Next, in the method of the present invention, the boiling point of the low-boiling solvent is preferably 150 ° C. or less at normal pressure. The low boiling point solvent is preferably at least one selected from methanol, ethanol, isopropyl alcohol, acetone, toluene and xylene. Further, the drying temperature of the low boiling point solvent is preferably 150 ° C. or less at normal pressure. Preferably, the softening agent has a boiling point of 200 ° C. or higher at normal pressure. The softening agent has a boiling point of 240 ° C. at normal pressure.
It is preferable that it is above. Further, the softener is preferably at least one selected from polyhydric alcohols, aliphatic alcohols, aromatic alcohols, phenols and ethers. Further, it is preferable that the softening agent is at least one selected from glycerin, diethylene glycol, 2-anilinoethanol, m-methoxyphenol and ethylene glycol monobenzyl ether. Of course, they can be used in combination. Further, it is preferable that the blending amount of the softener is 5.0% by weight or less based on the conductive polymer layer.

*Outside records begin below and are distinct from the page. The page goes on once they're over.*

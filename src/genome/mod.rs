//! Genome — strata and the stratigraphic column that accumulates them
//!
//! A column is the heritable annotation one lineage carries: one random
//! stratum per generation, pruned by a retention policy.

mod stratigraphic_column;
mod stratum;
mod stratum_store;

pub use stratigraphic_column::{ColumnConfig, ColumnError, HereditaryStratigraphicColumn};
pub use stratum::{
    max_differentia, Stratum, MAX_DIFFERENTIA_BIT_WIDTH, NATIVE_DIFFERENTIA_BIT_WIDTHS,
};
pub use stratum_store::StratumStore;
//! hstrat CLI — inspect retention policies and exercise columns from the shell
//!
//! Commands:
//!   hstrat ranks   — list the ranks a policy retains
//!   hstrat bounds  — show a policy's size and resolution guarantees
//!   hstrat twin    — grow two lineages from a shared ancestor and compare them
//!   hstrat pack    — grow a column and print its serialized forms

use std::env;
use std::error::Error;
use std::process;

use hstrat_core::inference::{estimate_rank_of_mrca_between, BuiltinPrior, Estimator};
use hstrat_core::juxtaposition::{
    calc_rank_of_first_retained_disparity_between, calc_rank_of_last_retained_commonality_between,
    calc_rank_of_mrca_bounds_between,
};
use hstrat_core::serialization::{col_to_int, col_to_packet, col_to_records, PacketConfig};
use hstrat_core::{ColumnConfig, HereditaryStratigraphicColumn, StratumRetentionPolicy};
use log::info;
use rand::rngs::StdRng;
use rand::SeedableRng;

type CmdResult = Result<(), Box<dyn Error>>;

fn print_usage() {
    println!(
        r#"
hstrat — hereditary stratigraphy toolkit

Usage: hstrat <command> [options]

Commands:
  ranks   <policy> <n>                                     Retained ranks after n depositions
  bounds  <policy> <n>                                     Retained-count and MRCA bounds
  twin    <policy> <bit-width> <shared> <diverged> [seed]  Compare lineages with a known MRCA
  pack    <policy> <bit-width> <generations> [seed]        Print packet, integer and record forms
  help                                                     Show this message

Policies:
  perfect_resolution
  nominal_resolution
  fixed_resolution(resolution=10)
  depth_proportional_resolution(resolution=10)
  depth_proportional_resolution_tapered(resolution=10)
  recency_proportional_resolution(resolution=4)
  recency_proportional_resolution_curbed(size_curb=20)
  geom_seq_nth_root(degree=2, interspersal=2)
  geom_seq_nth_root_tapered(degree=2, interspersal=2)
  stochastic

Examples:
  hstrat ranks 'recency_proportional_resolution(resolution=2)' 1000
  hstrat twin perfect_resolution 64 10 5
  hstrat pack 'fixed_resolution(resolution=4)' 3 50 7
"#
    );
}

fn main() {
    env_logger::Builder::from_env(env_logger::Env::default().default_filter_or("info"))
        .format_timestamp_millis()
        .init();

    let args: Vec<String> = env::args().collect();
    if args.len() < 2 {
        print_usage();
        return;
    }

    let result = match args[1].as_str() {
        "ranks" => cmd_ranks(&args[2..]),
        "bounds" => cmd_bounds(&args[2..]),
        "twin" => cmd_twin(&args[2..]),
        "pack" => cmd_pack(&args[2..]),
        "help" | "--help" | "-h" => {
            print_usage();
            Ok(())
        }
        other => Err(format!("Unknown command: {}", other).into()),
    };

    if let Err(e) = result {
        eprintln!("  Error: {}", e);
        process::exit(2);
    }
}

fn require_args(args: &[String], count: usize, usage: &str) -> CmdResult {
    if args.len() < count {
        return Err(format!("Usage: hstrat {}", usage).into());
    }
    Ok(())
}

fn seeded(args: &[String], index: usize) -> Result<StdRng, Box<dyn Error>> {
    let seed: u64 = match args.get(index) {
        Some(raw) => raw.parse()?,
        None => 1,
    };
    Ok(StdRng::seed_from_u64(seed))
}

fn grow(
    policy: StratumRetentionPolicy,
    bit_width: u32,
    generations: u64,
    rng: &mut StdRng,
) -> Result<HereditaryStratigraphicColumn, Box<dyn Error>> {
    let config = ColumnConfig::new(policy, bit_width);
    let mut column = HereditaryStratigraphicColumn::with_config_and_rng(config, rng)?;
    column.deposit_strata_with_rng(rng, generations);
    Ok(column)
}

fn cmd_ranks(args: &[String]) -> CmdResult {
    require_args(args, 2, "ranks <policy> <n>")?;
    let policy: StratumRetentionPolicy = args[0].parse()?;
    let n: u64 = args[1].parse()?;
    let ranks: Vec<u64> = policy
        .iter_retained_ranks(n)
        .ok_or_else(|| {
            format!("{} cannot list retained ranks without a deposition history", policy)
        })?
        .collect();
    println!("  {} after {} depositions ({} retained):", policy, n, ranks.len());
    println!("  {:?}", ranks);
    Ok(())
}

fn cmd_bounds(args: &[String]) -> CmdResult {
    require_args(args, 2, "bounds <policy> <n>")?;
    let policy: StratumRetentionPolicy = args[0].parse()?;
    let n: u64 = args[1].parse()?;
    let mrca = n / 2;
    println!("  Policy:                      {}", policy);
    println!("  Depositions:                 {}", n);
    println!("  Retained (upper bound):      {}", policy.calc_num_strata_retained_upper_bound(n));
    match policy.calc_num_strata_retained_exact(n) {
        Some(exact) => println!("  Retained (exact):            {}", exact),
        None => println!("  Retained (exact):            unavailable"),
    }
    println!(
        "  MRCA uncertainty at rank {}: <= {} (relative {:.3})",
        mrca,
        policy.calc_mrca_uncertainty_abs_upper_bound(n, n, mrca),
        policy.calc_mrca_uncertainty_rel_upper_bound(n, n, mrca)
    );
    if let Some(exact) = policy.calc_mrca_uncertainty_abs_exact(n, n, mrca) {
        println!("  MRCA uncertainty (exact):    {}", exact);
    }
    Ok(())
}

fn cmd_twin(args: &[String]) -> CmdResult {
    require_args(args, 4, "twin <policy> <bit-width> <shared> <diverged> [seed]")?;
    let policy: StratumRetentionPolicy = args[0].parse()?;
    let bit_width: u32 = args[1].parse()?;
    let shared: u64 = args[2].parse()?;
    let diverged: u64 = args[3].parse()?;
    let mut rng = seeded(args, 4)?;

    let ancestor = grow(policy, bit_width, shared, &mut rng)?;
    let left = ancestor.clone_nth_descendant_with_rng(&mut rng, diverged);
    let right = ancestor.clone_nth_descendant_with_rng(&mut rng, diverged);
    info!("Grew twin lineages: mrca rank {}, {} generations apart", shared, diverged);

    println!("  True MRCA rank:              {}", shared);
    println!(
        "  Last commonality (95%):      {:?}",
        calc_rank_of_last_retained_commonality_between(&left, &right, 0.95)
    );
    println!(
        "  First disparity (95%):       {:?}",
        calc_rank_of_first_retained_disparity_between(&left, &right, 0.95)
    );
    println!(
        "  MRCA bounds (95%):           {:?}",
        calc_rank_of_mrca_bounds_between(&left, &right, 0.95)
    );
    let priors = [
        BuiltinPrior::Arbitrary,
        BuiltinPrior::Uniform,
        BuiltinPrior::Geometric { growth_factor: 1.1 },
    ];
    for estimator in [Estimator::MaximumLikelihood, Estimator::Unbiased] {
        for prior in priors {
            let label = format!("{:<20} {:<32}", estimator.to_string(), prior.to_string());
            match estimate_rank_of_mrca_between(&left, &right, estimator, &prior) {
                Some(estimate) => println!("  {} {:.2}", label, estimate),
                None => println!("  {} no common ancestor detected", label),
            }
        }
    }
    Ok(())
}

fn cmd_pack(args: &[String]) -> CmdResult {
    require_args(args, 3, "pack <policy> <bit-width> <generations> [seed]")?;
    let policy: StratumRetentionPolicy = args[0].parse()?;
    let bit_width: u32 = args[1].parse()?;
    let generations: u64 = args[2].parse()?;
    let mut rng = seeded(args, 3)?;

    let column = grow(policy, bit_width, generations, &mut rng)?;
    let config = PacketConfig::default();
    println!(
        "  Column: {} strata retained of {} deposited",
        column.num_strata_retained(),
        column.num_strata_deposited()
    );
    println!("  Packet:  {}", hex::encode(col_to_packet(&column, &config)?));
    println!("  Integer: {}", col_to_int(&column, &config)?);
    println!("  Records: {}", col_to_records(&column).to_json()?);
    Ok(())
}
//! Depth-proportional resolution — a constant number of evenly spaced strata
//!
//! All retained ranks share one stride, `2^bitlen((n / d) / 2)`, which doubles
//! each time the column depth doubles. The column therefore holds between
//! `d` and `2d + 1` strata, spaced roughly `n / d` apart.

use super::stride::bit_length;

pub(crate) const ALGO_NAME: &str = "depth_proportional_resolution";

pub(crate) fn stride(resolution: u64, n: u64) -> u64 {
    1 << bit_length((n / resolution) / 2)
}

pub(crate) fn num_retained_upper_bound(resolution: u64, n: u64) -> u64 {
    n.min(resolution.saturating_mul(2).saturating_add(2))
}

#[cfg(test)]
mod tests {
    use super::*;
    use crate::policy::stride;

    #[test]
    fn test_stride_doubles_with_depth() {
        assert_eq!(stride(2, 3), 1);
        assert_eq!(stride(2, 4), 2);
        assert_eq!(stride(2, 8), 4);
        assert_eq!(stride(2, 16), 8);
    }

    #[test]
    fn test_retained_ranks() {
        let walk = |n| stride::retained_ranks(|_, n| stride(2, n), n);
        assert_eq!(walk(20), vec![0, 8, 16, 19]);
        assert_eq!(walk(100), vec![0, 32, 64, 96, 99]);
    }

    #[test]
    fn test_count_bounded_by_resolution() {
        for resolution in [1, 2, 5] {
            for n in 0..2000 {
                let count = stride::retained_ranks(|_, n| stride(resolution, n), n).len() as u64;
                assert!(count <= num_retained_upper_bound(resolution, n));
            }
        }
    }
}
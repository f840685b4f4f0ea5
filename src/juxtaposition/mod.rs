//! Juxtaposition — comparing two annotations rank by rank
//!
//! Everything here works on any `StratigraphicView`, so columns, surfaces and
//! specimens can be compared with one another freely as long as they share a
//! differentia bit width.

mod bounds;
mod collision;
mod mutual;

pub use bounds::{
    calc_rank_of_earliest_detectable_mrca_between, calc_rank_of_first_retained_disparity_between,
    calc_rank_of_last_retained_commonality_between, calc_rank_of_mrca_bounds_between,
    calc_rank_of_parity_segue_between, calc_ranks_since_mrca_bounds_with,
    does_definitively_have_no_common_ancestor, does_have_any_common_ancestor,
};
pub use collision::{
    calc_min_implausible_spurious_consecutive_differentia_collisions_between,
    calc_probability_differentia_collision_between, differentia_collision_probability,
    min_implausible_spurious_collisions,
};
pub use mutual::{
    iter_mutual_ranks, iter_mutual_ranks_compared, iter_ranks_of_retained_commonality_between,
    MutualStrata, MutualStratum,
};
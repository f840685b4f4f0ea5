//! Inference — turning juxtaposition evidence into MRCA estimates

mod estimators;
mod prior;

pub use estimators::{
    estimate_patristic_distance_between, estimate_rank_of_mrca_between,
    estimate_rank_of_mrca_maximum_likelihood, estimate_rank_of_mrca_unbiased,
    estimate_ranks_since_mrca_with, Estimator, UnknownEstimator,
};
pub use prior::{
    ArbitraryPrior, BuiltinPrior, ExponentialPrior, GeometricPrior, Prior, UniformPrior,
    UnknownPrior,
};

In the method of the present invention, an electrolyte solution containing no binder resin (a monomer solution for forming a polymer)
When the conductive polymer layer is formed by the method described above, it is highly possible that peeling occurs in a drying step after the formation, so that the step of impregnating the conductive polymer layer with the softening agent is preferably performed before the drying step.

In the solid electrolytic capacitor of the present invention, the softening agent may be any substance that softens the polymer layer by impregnating the polymer layer, but is typically glycerin. preferable.

Further, the solid electrolytic capacitor of the present invention preferably does not contain a binder resin in the conductive polymer, so that the resistance and interface resistance of the conductive polymer itself are reduced, and the ESR of the capacitor is reduced. .

In the solid electrolytic capacitor of the present invention,
The cathode body may be composed of a carbon layer and a silver paste layer, or may be a metal foil.

According to the solid electrolytic capacitor and the method for manufacturing the solid electrolytic capacitor of the present invention, a solid electrolytic capacitor having low ESR and excellent high-frequency characteristics can be realized.

Hereinafter, embodiments of the present invention will be described in detail.

In the solid electrolytic capacitor of the present invention,
The anode is made of a valve metal, and aluminum, tantalum, or niobium is preferably used as the valve metal.

The valve metal is a porous body having a large number of fine holes or pores communicating with the outer surface.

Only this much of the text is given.